Кристоф искал настоящей публики, той, что верит в художественную правду, как в правду жизни, и воспринимает ее непосредственно. И его смутно влекло к новой земле обетованной — к народу. Воспоминания детства, воспоминания о Готфриде, о Смиренных душах, открывших ему глубины искусства и разделивших с ним священный хлеб музыки, побуждали его верить, что истинных друзей он обретет именно там. Как многие наивные молодые люди, он лелеял великие замыслы о народном искусстве, о народных концертах и театре, хотя затруднился бы точно определить свою идею. Ом ожидал от революции художественного возрождения и утверждал, что одно только это его и интересует в общественной борьбе. Но он обманывался; он был слишком полон жизни, для того чтобы не вдохновиться делом, самым жизненным из всех, какие были в ту пору.

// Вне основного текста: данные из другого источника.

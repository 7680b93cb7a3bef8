//! Static procedural SVG patterns, plus the rotating spiral that shares their construction.

use std::f64::consts::PI;

use kurbo::{Affine, BezPath, Point, Rect, Size};

use crate::generators::{Generator, RenderCtx, VisualOutput, svg_path};
use crate::registry::PresetId;
use crate::scene::{
    Fit, Gradient, GradientShape, GradientUnits, Motion, Node, PatternTile, Scene, Shape, Stroke,
    ViewBox, polygon,
};
use crate::settings::DurationRange;

pub struct TopoLines;

/// Contour paths in a 1000x800 view box: `(d, palette slot, width, opacity factor)`.
const TOPO_CONTOURS: [(&str, u8, f64, f64); 7] = [
    (
        "M100,200 C200,150 300,250 400,200 C500,150 600,250 700,200 C800,150 900,250 1000,200",
        0,
        1.0,
        1.0,
    ),
    (
        "M0,300 C100,270 250,330 350,300 C450,270 600,330 700,300 C800,270 900,330 1000,300",
        1,
        1.0,
        1.0,
    ),
    (
        "M50,400 C150,370 280,430 380,400 C480,370 580,430 750,400 C850,370 950,430 1000,400",
        2,
        1.0,
        1.0,
    ),
    (
        "M0,500 C120,460 220,540 350,500 C480,460 580,540 720,500 C860,460 950,540 1000,500",
        0,
        1.0,
        1.0,
    ),
    (
        "M80,600 C180,570 300,630 420,600 C540,570 640,630 780,600 C900,570 950,630 1000,600",
        1,
        1.0,
        1.0,
    ),
    (
        "M0,150 C100,120 200,180 350,150 C500,120 650,180 800,150 C900,120 950,180 1000,150",
        2,
        0.8,
        0.7,
    ),
    (
        "M0,700 C150,670 300,730 450,700 C600,670 750,730 900,700",
        0,
        0.8,
        0.7,
    ),
];

impl Generator for TopoLines {
    fn preset(&self) -> PresetId {
        PresetId::TopoLines
    }

    fn render(&self, ctx: &mut RenderCtx<'_>) -> VisualOutput {
        let opacity = ctx.settings.by_density(0.08, 0.20);
        let p = ctx.palette;
        let slots = [p.primary, p.border, p.muted];

        let mut scene = Scene::new(ViewBox::fixed(1000.0, 800.0));
        for (d, slot, width, factor) in TOPO_CONTOURS {
            let color = slots[usize::from(slot)];
            scene.push(
                Node::path(svg_path(d))
                    .stroke(Stroke::new(color.with_alpha(opacity * factor), width)),
            );
        }
        VisualOutput::Vector(scene)
    }
}

pub struct HexagonPattern;

/// Six vertices of a flat-topped hexagon inscribed in a `2r` square.
fn hex_points(r: f64) -> Vec<(f64, f64)> {
    (0..6)
        .map(|i| {
            let a = PI / 3.0 * f64::from(i);
            (r + r * a.cos(), r + r * a.sin())
        })
        .collect()
}

impl Generator for HexagonPattern {
    fn preset(&self) -> PresetId {
        PresetId::HexagonPattern
    }

    fn render(&self, ctx: &mut RenderCtx<'_>) -> VisualOutput {
        let s = &ctx.settings;
        let opacity = s.by_density(0.10, 0.25);
        let hex_size = s.by_density(60.0, 30.0);
        let stroke_width = s.by_density(0.5, 2.0);

        let hex_height = hex_size * 3f64.sqrt();
        let horizontal = hex_size * 1.5;
        let outline = polygon(&hex_points(hex_size / 2.0));

        let tile = PatternTile {
            size: Size::new(horizontal * 2.0, hex_height),
            children: vec![
                Node::path(outline.clone())
                    .stroke(Stroke::new(ctx.palette.primary, stroke_width))
                    .opacity(opacity),
                Node::path(outline)
                    .stroke(Stroke::new(ctx.palette.secondary, stroke_width))
                    .opacity(opacity * 0.7)
                    .transform(Affine::translate((horizontal, hex_height / 2.0))),
            ],
        };

        VisualOutput::Vector(Scene::new(ViewBox::Viewport).with(Node::new(Shape::Cover).fill(tile)))
    }
}

pub struct DotGrid;

/// Dot radius, tile spacing and dot opacity for a density.
pub fn dot_grid_metrics(density_unit: f64) -> (f64, f64, f64) {
    let d = density_unit.clamp(0.0, 1.0);
    (1.0 + d * 2.0, 40.0 - d * 20.0, 0.15 + d * 0.25)
}

impl Generator for DotGrid {
    fn preset(&self) -> PresetId {
        PresetId::DotGrid
    }

    fn render(&self, ctx: &mut RenderCtx<'_>) -> VisualOutput {
        let (radius, spacing, opacity) = dot_grid_metrics(ctx.settings.density_unit());
        let p = ctx.palette;

        let tile = PatternTile {
            size: Size::new(spacing, spacing),
            children: vec![
                Node::circle(Point::new(spacing / 2.0, spacing / 2.0), radius)
                    .fill(p.primary)
                    .opacity(opacity),
            ],
        };
        let fade = Gradient::radial(Point::new(0.5, 0.5), 0.5)
            .stop(0.0, p.primary, 1.0)
            .stop(1.0, p.secondary, 0.5);

        let scene = Scene::new(ViewBox::Viewport)
            .with(Node::new(Shape::Cover).fill(tile))
            .with(Node::new(Shape::Cover).fill(fade).opacity(0.1));
        VisualOutput::Vector(scene)
    }
}

pub struct RadialBurst;

impl Generator for RadialBurst {
    fn preset(&self) -> PresetId {
        PresetId::RadialBurst
    }

    fn render(&self, ctx: &mut RenderCtx<'_>) -> VisualOutput {
        let s = &ctx.settings;
        let opacity = s.by_density(0.08, 0.23);
        let lines = s.count_floor(20, 40);
        let width = s.by_density(0.5, 2.0);
        let p = ctx.palette;
        let center = Point::new(500.0, 500.0);

        // Horizontal lines have a degenerate bounding box, so the ramp spans the view box.
        let ramp = Gradient {
            shape: GradientShape::Linear {
                start: Point::new(0.0, 0.0),
                end: Point::new(1000.0, 0.0),
            },
            units: GradientUnits::UserSpace,
            stops: Vec::new(),
        }
        .stop(0.0, p.primary, opacity)
        .stop(0.5, p.secondary, opacity * 1.5)
        .stop(1.0, p.border, opacity * 0.5);

        let mut scene = Scene::new(ViewBox::Fixed {
            width: 1000.0,
            height: 1000.0,
            fit: Fit::Meet,
        });
        for i in 0..lines {
            let a = (360.0 / lines as f64 * i as f64).to_radians();
            let to = Point::new(center.x + a.cos() * 700.0, center.y + a.sin() * 700.0);
            scene.push(
                Node::new(Shape::Line { from: center, to })
                    .stroke(Stroke::new(ramp.clone(), width))
                    .opacity(opacity),
            );
        }
        scene.push(Node::circle(center, 100.0).fill(p.primary).opacity(opacity * 2.0));
        VisualOutput::Vector(scene)
    }
}

pub struct GeometricShapes;

impl Generator for GeometricShapes {
    fn preset(&self) -> PresetId {
        PresetId::GeometricShapes
    }

    fn render(&self, ctx: &mut RenderCtx<'_>) -> VisualOutput {
        let s = &ctx.settings;
        let op = s.by_density(0.08, 0.20);
        let scale = Affine::scale(s.by_density(0.8, 1.4));
        let p = ctx.palette;

        let scene = Scene::new(ViewBox::Fixed {
            width: 1000.0,
            height: 1000.0,
            fit: Fit::Meet,
        })
        .with(
            Node::path(polygon(&[(100.0, 50.0), (250.0, 250.0), (50.0, 250.0)]))
                .fill(p.primary)
                .opacity(op)
                .transform(scale),
        )
        .with(
            Node::circle(Point::new(850.0, 150.0), 80.0)
                .fill(p.secondary)
                .opacity(op * 0.8)
                .transform(scale),
        )
        .with(
            Node::rect(Rect::new(50.0, 400.0, 200.0, 550.0))
                .fill(p.border)
                .opacity(op * 0.7)
                .transform(
                    Affine::rotate_about(15f64.to_radians(), Point::new(125.0, 475.0)) * scale,
                ),
        )
        .with(
            Node::rect(Rect::new(750.0, 450.0, 870.0, 570.0))
                .fill(p.primary)
                .opacity(op * 0.6)
                .transform(
                    Affine::rotate_about(45f64.to_radians(), Point::new(810.0, 510.0)) * scale,
                ),
        )
        .with(
            Node::path(polygon(&[(450.0, 700.0), (600.0, 900.0), (300.0, 900.0)]))
                .fill(p.muted)
                .opacity(op * 0.5)
                .transform(scale),
        )
        .with(
            Node::path(polygon(&[
                (850.0, 750.0),
                (950.0, 800.0),
                (920.0, 920.0),
                (780.0, 920.0),
                (750.0, 800.0),
            ]))
            .fill(p.secondary)
            .opacity(op * 0.4)
            .transform(scale),
        )
        .with(Node::circle(Point::new(600.0, 200.0), 30.0).fill(p.border).opacity(op * 0.6))
        .with(Node::circle(Point::new(300.0, 650.0), 40.0).fill(p.primary).opacity(op * 0.5))
        .with(Node::circle(Point::new(200.0, 800.0), 25.0).fill(p.secondary).opacity(op * 0.7));
        VisualOutput::Vector(scene)
    }
}

pub struct Spiral;

impl Spiral {
    pub const DURATION: DurationRange = DurationRange::new(20.0, 5.0);
}

impl Generator for Spiral {
    fn preset(&self) -> PresetId {
        PresetId::Spiral
    }

    fn duration_range(&self) -> Option<DurationRange> {
        Some(Self::DURATION)
    }

    fn render(&self, ctx: &mut RenderCtx<'_>) -> VisualOutput {
        let s = &ctx.settings;
        let duration = s.duration(Self::DURATION);
        let arms = s.count_floor(3, 3);
        let p = ctx.palette;
        let center = Point::new(100.0, 100.0);

        let gradient = Gradient::radial(Point::new(0.5, 0.5), 0.5)
            .stop(0.0, p.primary, 0.3)
            .stop(0.5, p.secondary, 0.2)
            .stop(1.0, p.border, 0.1);

        let mut children = Vec::with_capacity(arms + 1);
        for i in 0..arms {
            let a = (360.0 / arms as f64 * i as f64).to_radians();
            let b = a + PI / 2.0;
            let mut arm = BezPath::new();
            arm.move_to(center);
            arm.quad_to(
                (100.0 + 80.0 * a.cos(), 100.0 + 80.0 * a.sin()),
                (100.0 + 150.0 * b.cos(), 100.0 + 150.0 * b.sin()),
            );
            children.push(
                Node::path(arm)
                    .stroke(Stroke::new(gradient.clone(), 20.0).round())
                    .opacity(0.5),
            );
        }
        children.push(Node::circle(center, 15.0).fill(p.primary).opacity(0.4));

        let scene = Scene::new(ViewBox::Fixed {
            width: 200.0,
            height: 200.0,
            fit: Fit::Slice,
        })
        .with(Node::group(children).motion(Motion::spin(center, duration)));
        VisualOutput::Vector(scene)
    }
}

#[cfg(test)]
mod tests {
    use super::*;
    use crate::generators::LayoutCache;
    use crate::settings::BackgroundSettings;
    use crate::theme::ThemePalette;

    fn render(g: &dyn Generator, density: f64) -> Scene {
        let palette = ThemePalette::default();
        let mut layouts = LayoutCache::new();
        let settings = BackgroundSettings {
            density,
            ..BackgroundSettings::DEFAULT
        };
        let mut ctx = RenderCtx::new(settings, &palette, Size::new(800.0, 600.0), &mut layouts);
        match g.render(&mut ctx) {
            VisualOutput::Vector(scene) => scene,
            VisualOutput::Canvas(_) => panic!("pattern generators are vector"),
        }
    }

    #[test]
    fn topo_contours_all_parse() {
        for (d, ..) in TOPO_CONTOURS {
            assert!(BezPath::from_svg(d).is_ok(), "{d}");
        }
        assert_eq!(render(&TopoLines, 50.0).nodes.len(), 7);
    }

    #[test]
    fn tilted_shapes_turn_about_their_own_centers() {
        let scene = render(&GeometricShapes, 0.0);
        for (node, center, deg) in [
            (&scene.nodes[2], Point::new(125.0, 475.0), 15f64),
            (&scene.nodes[3], Point::new(810.0, 510.0), 45f64),
        ] {
            let fixed = node.transform * Point::new(center.x / 0.8, center.y / 0.8);
            assert!((fixed - center).hypot() < 1e-9, "{fixed:?}");
            let [a, b, ..] = node.transform.as_coeffs();
            assert!((b.atan2(a).to_degrees() - deg).abs() < 1e-9);
        }
    }

    #[test]
    fn dot_grid_metrics_span_documented_bounds() {
        assert_eq!(dot_grid_metrics(0.0), (1.0, 40.0, 0.15));
        let (r, spacing, op) = dot_grid_metrics(1.0);
        assert_eq!((r, spacing), (3.0, 20.0));
        assert!((op - 0.4).abs() < 1e-12);
    }

    #[test]
    fn radial_burst_line_count_follows_density() {
        let count_lines = |scene: &Scene| {
            scene
                .nodes
                .iter()
                .filter(|n| matches!(n.shape, Shape::Line { .. }))
                .count()
        };
        assert_eq!(count_lines(&render(&RadialBurst, 0.0)), 20);
        assert_eq!(count_lines(&render(&RadialBurst, 100.0)), 60);
    }

    #[test]
    fn hexagon_tile_matches_size() {
        let scene = render(&HexagonPattern, 100.0);
        let Some(crate::scene::Paint::Pattern(tile)) = &scene.nodes[0].fill else {
            panic!("hexagons are a pattern fill");
        };
        assert!((tile.size.width - 90.0).abs() < 1e-9);
        assert!((tile.size.height - 30.0 * 3f64.sqrt()).abs() < 1e-9);
    }

    #[test]
    fn spiral_arms_follow_density() {
        let scene = render(&Spiral, 100.0);
        assert_eq!(scene.nodes[0].children().len(), 6 + 1);
        assert!(scene.is_animated());
    }
}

Меньше всего интересовали его буржуазные теоретики. Деревья эти слишком уж часто приносят засохшие плоды — весь их жизненный сок застыл в идеях. А в идеях Кристоф не разбирался. Он охладевал даже к своим собственным, когда обнаруживал, что они застыли в тех или иных системах. Он с добродушным презрением сторонился как теорий силы, так и теорий слабости. Самая неблагодарная роль во всякой комедии — это роль резонера. Публика предпочитает ему не только положительных, но даже отрицательных персонажей. Кристоф был в данном случае публикой. Резонеры на социальные темы казались ему скучными. Но ему забавно было наблюдать со стороны тех, что верили, и тех, что хотели верить, тех, что обманывали, и тех, что хотели быть обманутыми, — удалых пиратов, занимавшихся своим разбойным ремеслом, и овец, созданных для того, чтобы их стригли. Он был снисходителен к добродушным, смешным людям, вроде толстяка Кане. Их ограниченность коробила его не так, как Оливье. Он наблюдал их с сочувственным и насмешливым вниманием, считая себя непричастным к пьесе, которую они разыгрывали, и не замечая, как мало-помалу сам втягивается в нее. Он воображал себя только зрителем, который смотрит, как налетает ветер. Но ветер уже коснулся его и увлекал вместе с клубами пыли.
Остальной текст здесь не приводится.